Unique Treatment Methods in Hui Medicine:
Bloodletting methods include:
1. Bloodletting at the center of the eyebrows (印堂穴): The Hui people refer to this as “picking the head.” The doctor sits opposite the patient, using both thumbs to press the center of the eyebrows three times, then pinching the skin at the center of the eyebrows and puncturing to let out blood. This method is suitable for treating wind-cold, headaches, body aches, forehead pain, and aversion to cold.
2. Bloodletting at the temples: The practitioner uses their thumb to stroke the forehead outward three times, then pinches the skin at the temple and punctures to let out a small amount of blood. This method is suitable for treating headaches due to cold and heat, blood stasis headaches, and hypertension headaches.
3. Bloodletting at the yue gu (月国) area: The patient stands with their back to the practitioner, exposing the yue gu area. The practitioner first strikes the area with their palm to expose the superficial veins. Then, at the midline of the yue gu (equivalent to wei zhong), puncture to let out a small amount of blood. This method is used for treating wind-cold, body aches, and abdominal pain.
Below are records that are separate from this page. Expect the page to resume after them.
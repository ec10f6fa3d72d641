// SPDX-License-Identifier: MPL-2.0
//! Built-in look of the player regions.

use crate::ui::design_tokens::{opacity, palette, spacing, typography};
use crate::ui::styles::{Style, StyleOverrides, StyleSlot};
use iced::Color;

const VIDEO: Style = Style {
    background: Some(palette::BLACK),
    ..Style::EMPTY
};

const CONTAINER: Style = Style {
    spacing: Some(spacing::MD),
    ..Style::EMPTY
};

const CONTROLS: Style = Style {
    padding: Some(spacing::MD),
    spacing: Some(spacing::XS),
    text_color: Some(palette::WHITE),
    ..Style::EMPTY
};

const BUTTON: Style = Style {
    padding: Some(spacing::XXS),
    text_color: Some(palette::ACCENT_500),
    border_radius: Some(4.0),
    ..Style::EMPTY
};

const SLIDER: Style = Style {
    accent: Some(palette::ACCENT_500),
    background: Some(palette::GRAY_300),
    ..Style::EMPTY
};

const TIME_TEXT: Style = Style {
    text_color: Some(palette::GRAY_300),
    font_size: Some(typography::CAPTION),
    ..Style::EMPTY
};

const TIME_TEXT_FULLSCREEN: Style = Style {
    text_color: Some(palette::WHITE),
    font_size: Some(typography::BODY_LG),
    ..Style::EMPTY
};

const TITLE: Style = Style {
    text_color: Some(palette::WHITE),
    font_size: Some(typography::TITLE),
    ..Style::EMPTY
};

const DESCRIPTION: Style = Style {
    text_color: Some(palette::GRAY_200),
    font_size: Some(typography::BODY),
    ..Style::EMPTY
};

const TAG_CONTAINER: Style = Style {
    spacing: Some(spacing::XS),
    ..Style::EMPTY
};

const TAG: Style = Style {
    text_color: Some(palette::ACCENT_500),
    font_size: Some(typography::BODY_SM),
    ..Style::EMPTY
};

/// Scrim behind the fullscreen transport overlay.
pub const FULLSCREEN_SCRIM: Color = Color {
    a: opacity::OVERLAY_LIGHT,
    ..palette::BLACK
};

/// Base fragment for a slot; slots the player doesn't draw are empty.
#[must_use]
pub fn base_style(slot: StyleSlot) -> Style {
    match slot {
        StyleSlot::Container => CONTAINER,
        StyleSlot::Video => VIDEO,
        StyleSlot::Controls => CONTROLS,
        StyleSlot::Button => BUTTON,
        StyleSlot::Slider => SLIDER,
        StyleSlot::TimeText => TIME_TEXT,
        StyleSlot::TimeTextFullscreen => TIME_TEXT_FULLSCREEN,
        StyleSlot::Title => TITLE,
        StyleSlot::Description => DESCRIPTION,
        StyleSlot::TagContainer => TAG_CONTAINER,
        StyleSlot::Tag => TAG,
        StyleSlot::Item
        | StyleSlot::SelectedItem
        | StyleSlot::VideoPreview
        | StyleSlot::SelectedText => Style::EMPTY,
    }
}

/// Base fragment followed by the caller's override.
#[must_use]
pub fn resolve(overrides: &StyleOverrides, slot: StyleSlot) -> Style {
    overrides.resolve(slot, &base_style(slot))
}

#[cfg(test)]
mod tests {
    use super::*;

    #[test]
    fn fullscreen_time_text_is_larger_than_normal() {
        let normal = base_style(StyleSlot::TimeText).font_size.unwrap();
        let fullscreen = base_style(StyleSlot::TimeTextFullscreen).font_size.unwrap();
        assert!(fullscreen > normal);
    }

    #[test]
    fn caller_override_wins_and_keeps_base_fields() {
        let overrides = StyleOverrides::new().with(
            StyleSlot::Tag,
            Style {
                text_color: Some(palette::WHITE),
                ..Style::EMPTY
            },
        );
        let tag = resolve(&overrides, StyleSlot::Tag);
        assert_eq!(tag.text_color, Some(palette::WHITE));
        assert_eq!(tag.font_size, Some(typography::BODY_SM));
    }

    #[test]
    fn list_only_slots_have_no_player_base() {
        assert!(base_style(StyleSlot::SelectedItem).is_empty());
    }
}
4. Bloodletting at the elbow: After exposing the elbow, the practitioner strokes down the upper arm three times, then ties a bandage around the arm to engorge the veins. Bloodletting is performed at the elbow vein (equivalent to qu chi). This method is used for treating wind-cold, limb pain, and body aches.
5. Bloodletting at the middle finger: A red thread is tied tightly around the patient’s middle finger. The practitioner punctures the area at the nail or tip of the finger to let out blood. This method is used for treating wind-cold, pediatric ke wu (客忤) syndrome, and hysteria in women.
6. Bloodletting at the outer ear: The patient sits with their back to the practitioner, exposing the outer ear. The practitioner stabilizes the ear and punctures a small vein in the upper third of the ear with a sharp object to let out blood, adjusting the amount based on the severity of the condition. This method is used for treating throat inflammation, tonsillitis, oral ulcers, skin scabies, and neurodermatitis.
7. Bloodletting at the inner ying xiang (迎香) point: A sharp bamboo stick is inserted 0.5 cm into the patient’s nostril, close to the wing of the nose. The practitioner forcefully flicks the nose to let out a small amount of blood. This method is used for treating acute eye inflammation, conjunctivitis, and throat congestion.
8. Bloodletting for joint sprains and hematomas: For local hematomas from sprains, Hui people often use local bloodletting combined with cupping to remove stasis, sometimes using children’s urine to promote blood circulation.